Although “workable” can refer merely to hatches through which it is possible to discharge cargo it is more relevant to use the word for hatches through which cargo is actually to be discharged. Therefore a hold, from which all relevant cargo has been discharged, will not have a hatch above it, which is “workable”.
The words “workable” or “working” were given their present meaning in the case of The Sandgate, 1929, in which the laytime clauses stated:
“The cargo to be taken from alongside by consignees . . . at the average rate of 125 tons per working hatch per day . . .”
and,
“. . . consignees shall not be obliged to take cargo from alongside . . . at a higher rate than 500 tons per day.”
The vessel had four hatches.
The charterers’ argument was successful because when a hold became empty, the rate for the vessel reduced proportionately while the rate per hatch remained the same. If the number of hatches being discharged remained unchanged until all the cargo was discharged, there would have been no need to have inserted the words “per working hatch per day” because the laytime could then have been calculated simply on a daily rate of discharge, based on the same number of hatches.

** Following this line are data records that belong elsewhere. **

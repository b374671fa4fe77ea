//! # Graph Coloring Register Allocator
//!
//! Kempe-style coloring of the interference graph with K registers:
//! 1. Simplify: repeatedly remove a node with degree < K (lowest temporary
//!    first) from a working copy of the graph and push it on a stack
//! 2. If no such node remains while the graph is non-empty, allocation fails
//!    (there is no spilling)
//! 3. Select: pop nodes and give each the lowest-index register not taken by
//!    an already-colored neighbour in the original graph
//!
//! Every node had fewer than K neighbours when it was removed, so select
//! always finds a free register. A violation of that is an internal error.

use super::cfg::ControlFlowGraph;
use super::dataflow::{iteration_limit, LivenessAnalysis, LivenessResult};
use super::interference::InterferenceGraph;
use super::ir::{IrCommand, Temp};
use crate::error::{Error, Result};
use serde::{Deserialize, Serialize};
use std::collections::{BTreeMap, BTreeSet};
use std::fmt;

/// Machine register name
#[derive(Debug, Clone, PartialEq, Eq, PartialOrd, Ord, Hash, Serialize, Deserialize)]
#[serde(transparent)]
pub struct Register(pub String);

impl Register {
    /// Register name as text
    pub fn as_str(&self) -> &str {
        &self.0
    }
}

impl fmt::Display for Register {
    fn fmt(&self, f: &mut fmt::Formatter<'_>) -> fmt::Result {
        f.write_str(&self.0)
    }
}

/// Ordered set of K distinct registers available for allocation
#[derive(Debug, Clone, PartialEq, Eq)]
pub struct RegisterPool {
    registers: Vec<Register>,
}

impl RegisterPool {
    /// Build a pool, rejecting empty or duplicate names
    pub fn new<I, S>(names: I) -> Result<Self>
    where
        I: IntoIterator<Item = S>,
        S: Into<String>,
    {
        let registers: Vec<Register> = names.into_iter().map(|n| Register(n.into())).collect();
        if registers.is_empty() {
            return Err(Error::config("register pool must not be empty"));
        }
        let mut seen = BTreeSet::new();
        for reg in &registers {
            if reg.0.is_empty() {
                return Err(Error::config("register names must not be empty"));
            }
            if !seen.insert(reg) {
                return Err(Error::config(format!("duplicate register '{}'", reg)));
            }
        }
        Ok(Self { registers })
    }

    /// The MIPS temporaries `$t0` .. `$t9`
    pub fn mips_temporaries() -> Self {
        Self {
            registers: (0..10).map(|i| Register(format!("$t{}", i))).collect(),
        }
    }

    /// Number of registers (K)
    pub fn k(&self) -> usize {
        self.registers.len()
    }

    /// Registers in preference order
    pub fn registers(&self) -> &[Register] {
        &self.registers
    }
}

impl Default for RegisterPool {
    fn default() -> Self {
        Self::mips_temporaries()
    }
}

/// Outcome of coloring one interference graph
#[derive(Debug, Clone, PartialEq, Eq, Serialize, Deserialize)]
#[serde(rename_all = "snake_case")]
pub enum RegisterAllocation {
    /// Every temporary received a register
    Colored {
        /// Temporary -> register, total over the graph's nodes
        assignment: BTreeMap<Temp, Register>,
    },
    /// Simplification got stuck
    Failed {
        /// Temporaries left when no node had degree < K
        blocked: BTreeSet<Temp>,
    },
}

impl RegisterAllocation {
    /// Did every temporary receive a register?
    pub fn success(&self) -> bool {
        matches!(self, RegisterAllocation::Colored { .. })
    }

    /// Register of `temp` (None on failure or for unknown temporaries)
    pub fn register(&self, temp: Temp) -> Option<&Register> {
        self.assignment().and_then(|a| a.get(&temp))
    }

    /// Full mapping, only available on success
    pub fn assignment(&self) -> Option<&BTreeMap<Temp, Register>> {
        match self {
            RegisterAllocation::Colored { assignment } => Some(assignment),
            RegisterAllocation::Failed { .. } => None,
        }
    }

    /// Temporaries that blocked simplification, only available on failure
    pub fn blocked(&self) -> Option<&BTreeSet<Temp>> {
        match self {
            RegisterAllocation::Colored { .. } => None,
            RegisterAllocation::Failed { blocked } => Some(blocked),
        }
    }

    /// Check that no two interfering temporaries share a register and that
    /// every node of `graph` is assigned
    pub fn is_valid_for(&self, graph: &InterferenceGraph) -> bool {
        let Some(assignment) = self.assignment() else {
            return false;
        };
        graph.nodes().all(|t| assignment.contains_key(&t))
            && graph
                .edges()
                .all(|(a, b)| assignment.get(&a) != assignment.get(&b))
    }
}

/// Graph coloring register allocator
#[derive(Debug, Clone, Default)]
pub struct GraphColoringAllocator {
    pool: RegisterPool,
}

impl GraphColoringAllocator {
    /// Create an allocator for the given register pool
    pub fn new(pool: RegisterPool) -> Self {
        Self { pool }
    }

    /// Register pool in use
    pub fn pool(&self) -> &RegisterPool {
        &self.pool
    }

    /// Color `graph` with the pool's K registers
    ///
    /// Running out of colors is reported as [`RegisterAllocation::Failed`];
    /// `Err` means the select invariant was broken.
    pub fn allocate(&self, graph: &InterferenceGraph) -> Result<RegisterAllocation> {
        let k = self.pool.k();

        // Simplify on a working copy
        let mut working = graph.clone();
        let mut select_stack: Vec<Temp> = Vec::with_capacity(graph.node_count());

        while !working.is_empty() {
            match working.find_low_degree(k) {
                Some(temp) => {
                    working.remove_node(temp);
                    select_stack.push(temp);
                }
                None => {
                    let blocked: BTreeSet<Temp> = working.nodes().collect();
                    tracing::debug!(
                        k,
                        blocked = blocked.len(),
                        "simplification stuck, no node with degree < K"
                    );
                    return Ok(RegisterAllocation::Failed { blocked });
                }
            }
        }

        // Select: assign colors by popping from stack
        let mut assignment: BTreeMap<Temp, Register> = BTreeMap::new();
        while let Some(temp) = select_stack.pop() {
            let used_colors: BTreeSet<&Register> = graph
                .neighbors(temp)
                .filter_map(|n| assignment.get(&n))
                .collect();

            let Some(color) = self
                .pool
                .registers()
                .iter()
                .find(|r| !used_colors.contains(r))
            else {
                return Err(Error::ColoringInvariantViolated {
                    temp,
                    neighbors: used_colors.len(),
                    registers: k,
                });
            };

            assignment.insert(temp, color.clone());
        }

        Ok(RegisterAllocation::Colored { assignment })
    }
}

/// Everything computed while allocating registers for one command stream
#[derive(Debug, Clone)]
pub struct AllocationArtifacts {
    /// Control flow graph
    pub cfg: ControlFlowGraph,
    /// Converged liveness facts
    pub liveness: LivenessResult,
    /// Interference graph built from `liveness`
    pub graph: InterferenceGraph,
    /// Coloring outcome
    pub allocation: RegisterAllocation,
}

/// Full allocation pipeline: CFG, liveness, interference, coloring
#[derive(Debug, Clone)]
pub struct RegisterAllocator {
    coloring: GraphColoringAllocator,
    iteration_budget_per_node: usize,
}

impl RegisterAllocator {
    /// Create an allocator with the given pool and fixpoint budget
    pub fn new(pool: RegisterPool, iteration_budget_per_node: usize) -> Self {
        Self {
            coloring: GraphColoringAllocator::new(pool),
            iteration_budget_per_node,
        }
    }

    /// Register pool in use
    pub fn pool(&self) -> &RegisterPool {
        self.coloring.pool()
    }

    /// Allocate registers for every temporary of `commands`
    ///
    /// An empty stream yields an empty successful allocation.
    pub fn allocate(&self, commands: &[IrCommand]) -> Result<RegisterAllocation> {
        Ok(self.allocate_with_artifacts(commands)?.allocation)
    }

    /// Like [`RegisterAllocator::allocate`], keeping the intermediate results
    pub fn allocate_with_artifacts(&self, commands: &[IrCommand]) -> Result<AllocationArtifacts> {
        self.allocate_cfg(ControlFlowGraph::build(commands)?)
    }

    /// Run liveness, interference and coloring over an already built CFG
    pub fn allocate_cfg(&self, cfg: ControlFlowGraph) -> Result<AllocationArtifacts> {
        let limit = iteration_limit(self.iteration_budget_per_node, cfg.len());
        let liveness = LivenessAnalysis::new(&cfg).run(&cfg, limit)?;
        let graph = InterferenceGraph::build(&cfg, &liveness);
        let allocation = self.coloring.allocate(&graph)?;

        Ok(AllocationArtifacts {
            cfg,
            liveness,
            graph,
            allocation,
        })
    }
}

impl Default for RegisterAllocator {
    fn default() -> Self {
        Self::new(
            RegisterPool::default(),
            super::dataflow::DEFAULT_ITERATION_BUDGET_PER_NODE,
        )
    }
}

This decision led to the current meaning and effect of the words “per workable hatch per day” in a laytime clause to be calculated thus:
A hatch that is capable of being worked by two gangs simultaneously shall be counted as two hatches.” (“Charterparty Laytime Definitions 1980”.)
The expression may contain the word “available”, for example, “cargo to be discharged at the average rate of 200 tonnes per available workable hatch per day . . .” In this situation the availability of the hatches is similar to the workability and the remarks of the Court of Appeal in The General Capinpin, 1989, may be relevant. It was said that “ . . . a hatch over an empty hold is not a workable hatch”. This implies that a hatch over a hold with cargo in it is workable. It was also said that “Clearly the position might have been different had one or more of the hatches been unworkable by reason of a defect in the hatch or hold itself”. Unavailability can thus result from winch breakdowns, which may interrupt loading or discharging.